Shelbi had help in her victories. The family adapted their home with switches, ramps, tape and stickers.
If she wanted to accomplish something, the family was creative in its efforts to make it happen.
“We took her everywhere: four wheeling, jet skiing, Disneyland, swimming, camping,” they all said.
“At Frontier City, the Silver Bullet (rollercoaster) was her favorite.
“We even strapped her to us so she could ‘walk’ on the sand and feel the waves of the ocean. “Shelbi was fearless. She was extraordinary. She was smart. She was the purest of souls, and she made an impact on everyone she met.”
Meg Corn, assistant director of special education, agreed. She was Shelbi’s teacher when she was in high school and included her in cheer and pom.
“She came to all home games and was down cheering with the girls. Anyone who knew Shelbi was blessed,” Corn said.
“She was an angel sent to us. Her smile would light up a room. Her laughter was infectious.
“She was loved by everyone. I am a better person having Shelbi in my life.”
When Shelbi passed, she left behind a family in mourning and an array of specialized, expensive equipment.
Her mother had learned through sheer determination how to navigate the system and find the best technology available.
“The system is a beast in itself. Did you know that it can take a first-time parent over a year to get a simple, bottom of the line push wheelchair?
“And that’s not including the things that a specific child needs like power recline, tilt, custom seating, power, adjustable footplates, a head array system.
“That wheelchair is over $45,000,” she said.
“I met with state officials, CEOs, DHS, manufacturers, specialists, special needs coordinators, insurance officials and military liaisons just to try different equipment.”
Kristy said for many parents, the system itself is so overwhelming they give up and settle for the most basic options.
“At first, it’s too overwhelming,” she said.
“I think part of that is because you have to admit and confront that there is something wrong with your baby that you can’t fix and that you can’t control.
“That’s a hard enough step without all of the other red tape to actually get what they need, especially after being told no over and over and over again.
“We didn’t want another family to have to go through all of that.
“We knew that somewhere, someone needed a voice, a chair, a switch, a safe device so they could simply use the bathroom with privacy.
“It’s difficult to see her things. It’s difficult to go through them, but it is even more torturous to think that we may have something sitting in the garage, gathering dust, that could make an impact on someone’s daily life.”

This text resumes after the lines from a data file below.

use serde::{Deserialize, Serialize};
use strum::{AsRefStr, EnumString};

#[derive(Debug, Clone, Copy, PartialEq, Eq, Serialize, Deserialize, AsRefStr, EnumString)]
#[serde(rename_all = "snake_case")]
#[strum(serialize_all = "snake_case")]
pub enum EntitlementStatus {
    Inactive,
    Active,
    PastDue,
    Canceled,
    /// Monthly plan traded in for a yearly one; the unused days became a credit.
    Upgraded,
}

/// One lifecycle of a user's access to a plan or content item.
///
/// Only one row per (user, subject) has `superseded_at = NULL`; a re-subscription
/// after cancellation supersedes the canceled row and starts a new lifecycle.
#[derive(Debug, Clone, Serialize, Deserialize)]
pub struct Entitlement {
    pub id: String,
    pub user_id: String,
    pub subject_id: String,
    pub status: EntitlementStatus,
    pub activated_at: i64,
    /// `None` for one-time purchases (perpetual access).
    pub expires_at: Option<i64>,
    /// Set while `active` when the user asked to stop at the end of the paid period.
    pub canceled_at: Option<i64>,
    /// Provider timestamp of the newest event applied to this lifecycle.
    pub last_event_at: i64,
    pub version: i64,
    pub superseded_at: Option<i64>,
    pub created_at: i64,
    pub updated_at: i64,
}

/// Result of applying one event to the state machine.
#[derive(Debug, Clone)]
pub struct EntitlementDelta {
    pub previous: EntitlementStatus,
    pub current: EntitlementStatus,
    pub entitlement: Option<Entitlement>,
    /// Whether the event should be posted to the ledger.
    pub settle: bool,
}

impl EntitlementDelta {
    pub fn unchanged(entitlement: Option<Entitlement>, settle: bool) -> Self {
        let status = entitlement
            .as_ref()
            .map(|e| e.status)
            .unwrap_or(EntitlementStatus::Inactive);
        Self {
            previous: status,
            current: status,
            entitlement,
            settle,
        }
    }

    pub fn changed(&self) -> bool {
        self.previous != self.current
    }
}

/// What entitlement queries return to their caller.
#[derive(Debug, Clone, Serialize)]
pub struct EntitlementView {
    pub subject_id: String,
    pub status: EntitlementStatus,
    pub activated_at: Option<i64>,
    pub expires_at: Option<i64>,
    #[serde(skip_serializing_if = "Option::is_none")]
    pub canceled_at: Option<i64>,
}

impl EntitlementView {
    pub fn inactive(subject_id: &str) -> Self {
        Self {
            subject_id: subject_id.to_string(),
            status: EntitlementStatus::Inactive,
            activated_at: None,
            expires_at: None,
            canceled_at: None,
        }
    }
}

impl From<&Entitlement> for EntitlementView {
    fn from(e: &Entitlement) -> Self {
        Self {
            subject_id: e.subject_id.clone(),
            status: e.status,
            activated_at: Some(e.activated_at),
            expires_at: e.expires_at,
            canceled_at: e.canceled_at,
        }
    }
}

#[derive(Debug, Clone, Deserialize)]
pub struct CancelEntitlement {
    /// Keep access until `expires_at` instead of revoking it now.
    #[serde(default = "default_at_period_end")]
    pub at_period_end: bool,
}

fn default_at_period_end() -> bool {
    true
}

#[derive(Debug, Clone, Deserialize)]
pub struct UpgradePlan {
    pub target_plan_id: String,
}

/// Proration applied when a monthly plan is traded in for a yearly one.
#[derive(Debug, Clone, Serialize)]
pub struct UpgradeQuote {
    pub upgraded: Entitlement,
    pub target_plan_id: String,
    pub currency: String,
    pub remaining_days: i64,
    pub daily_rate: f64,
    pub credit_amount: f64,
    pub yearly_price: f64,
    /// What the yearly checkout should charge.
    pub final_amount: f64,
    /// Ledger entries moving the credit from the monthly to the yearly plan.
    pub credit_transaction_ids: Vec<String>,
}
//! Idempotency store for provider deliveries.
//!
//! Every normalized event is reserved under `(provider, provider_event_id)`
//! before any effect is applied. The reservation is a `payment_events` row
//! carrying the canonical event, so a reservation that never reaches
//! `applied` can be re-driven later from what was stored.
//!
//! A reservation holds a lease. While the lease is live, duplicates are told
//! the event is in flight; once it lapses, the next delivery (or the repair
//! job) may reclaim it with a compare-and-swap on the row.

use rusqlite::Connection;

use crate::db::queries;
use crate::error::{AppError, Result};
use crate::id::EntityType;
use crate::models::{AdmissionStatus, EventOutcome, PaymentEventRecord, ProviderEvent};

/// Result of trying to reserve an event for processing.
#[derive(Debug, Clone)]
pub enum Admission {
    /// Caller owns the reservation and must apply the event.
    Admitted(PaymentEventRecord),
    /// Applied or halted earlier. The record carries the recorded outcome.
    AlreadyProcessed(PaymentEventRecord),
    /// Another worker holds a live lease on this key.
    InFlight(PaymentEventRecord),
}

impl Admission {
    pub fn record(&self) -> &PaymentEventRecord {
        match self {
            Admission::Admitted(r) | Admission::AlreadyProcessed(r) | Admission::InFlight(r) => r,
        }
    }
}

/// Reserve `event` or report what happened to an earlier delivery of it.
pub fn admit(conn: &Connection, event: &ProviderEvent, lease_secs: i64, now: i64) -> Result<Admission> {
    let id = EntityType::PaymentEvent.gen_id();
    let lease_expires_at = now + lease_secs;

    if queries::insert_payment_event_if_absent(conn, &id, event, lease_expires_at, now)? {
        let record = queries::get_payment_event(conn, &id)?
            .ok_or_else(|| AppError::Internal(format!("reservation {} vanished", id)))?;
        tracing::debug!(
            "Admitted {} event {}/{} as {}",
            record.event_kind,
            record.provider,
            record.provider_event_id,
            record.id
        );
        return Ok(Admission::Admitted(record));
    }

    let existing = queries::get_payment_event_by_key(conn, event.provider(), event.provider_event_id())?
        .ok_or_else(|| {
            AppError::Internal(format!(
                "reservation for {}/{} not found after conflict",
                event.provider(),
                event.provider_event_id()
            ))
        })?;

    match existing.status {
        AdmissionStatus::Applied | AdmissionStatus::Failed => {
            tracing::debug!(
                "Duplicate delivery of {}/{} ({})",
                existing.provider,
                existing.provider_event_id,
                existing.status.as_ref()
            );
            Ok(Admission::AlreadyProcessed(existing))
        }
        AdmissionStatus::Pending => match reclaim(conn, &existing.id, lease_secs, now)? {
            Some(record) => {
                tracing::info!(
                    "Reclaimed expired reservation {} (attempt {})",
                    record.id,
                    record.attempts
                );
                Ok(Admission::Admitted(record))
            }
            None => Ok(Admission::InFlight(existing)),
        },
    }
}

/// Take over a pending reservation whose lease has lapsed.
/// Returns `None` if the lease is still live or someone else won the race.
pub fn reclaim(conn: &Connection, id: &str, lease_secs: i64, now: i64) -> Result<Option<PaymentEventRecord>> {
    if !queries::claim_payment_event(conn, id, now, now + lease_secs)? {
        return Ok(None);
    }
    queries::get_payment_event(conn, id)
}

pub fn mark_applied(conn: &Connection, id: &str, outcome: &EventOutcome, now: i64) -> Result<()> {
    if !queries::mark_payment_event_applied(conn, id, outcome, now)? {
        return Err(AppError::Conflict(format!(
            "payment event {} is no longer pending",
            id
        )));
    }
    Ok(())
}

/// Halt the event for operator attention. Duplicates will report the failure.
pub fn mark_failed(conn: &Connection, id: &str, error: &str) -> Result<()> {
    queries::mark_payment_event_failed(conn, id, error)?;
    Ok(())
}

/// Keep the reservation pending but let the next attempt claim it immediately.
pub fn release(conn: &Connection, id: &str, error: &str, now: i64) -> Result<()> {
    queries::release_payment_event(conn, id, error, now)?;
    Ok(())
}

/// Reservations older than `grace_secs` that still have no completed effect.
pub fn stalled(conn: &Connection, grace_secs: i64, now: i64, limit: i64) -> Result<Vec<PaymentEventRecord>> {
    queries::list_stalled_payment_events(conn, now - grace_secs, now, limit)
}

The Deadmonds could have sold the equipment, but this family knows people who need it are usually fighting to survive to their next paycheck.
Caregivers can’t leave home because of their child’s condition, and many have frequent hospital stays.
“Shelbi’s goal in her short life was to help other people,” she said.
“That’s what we want to carry forward, the message we want to share. About her. Not us.”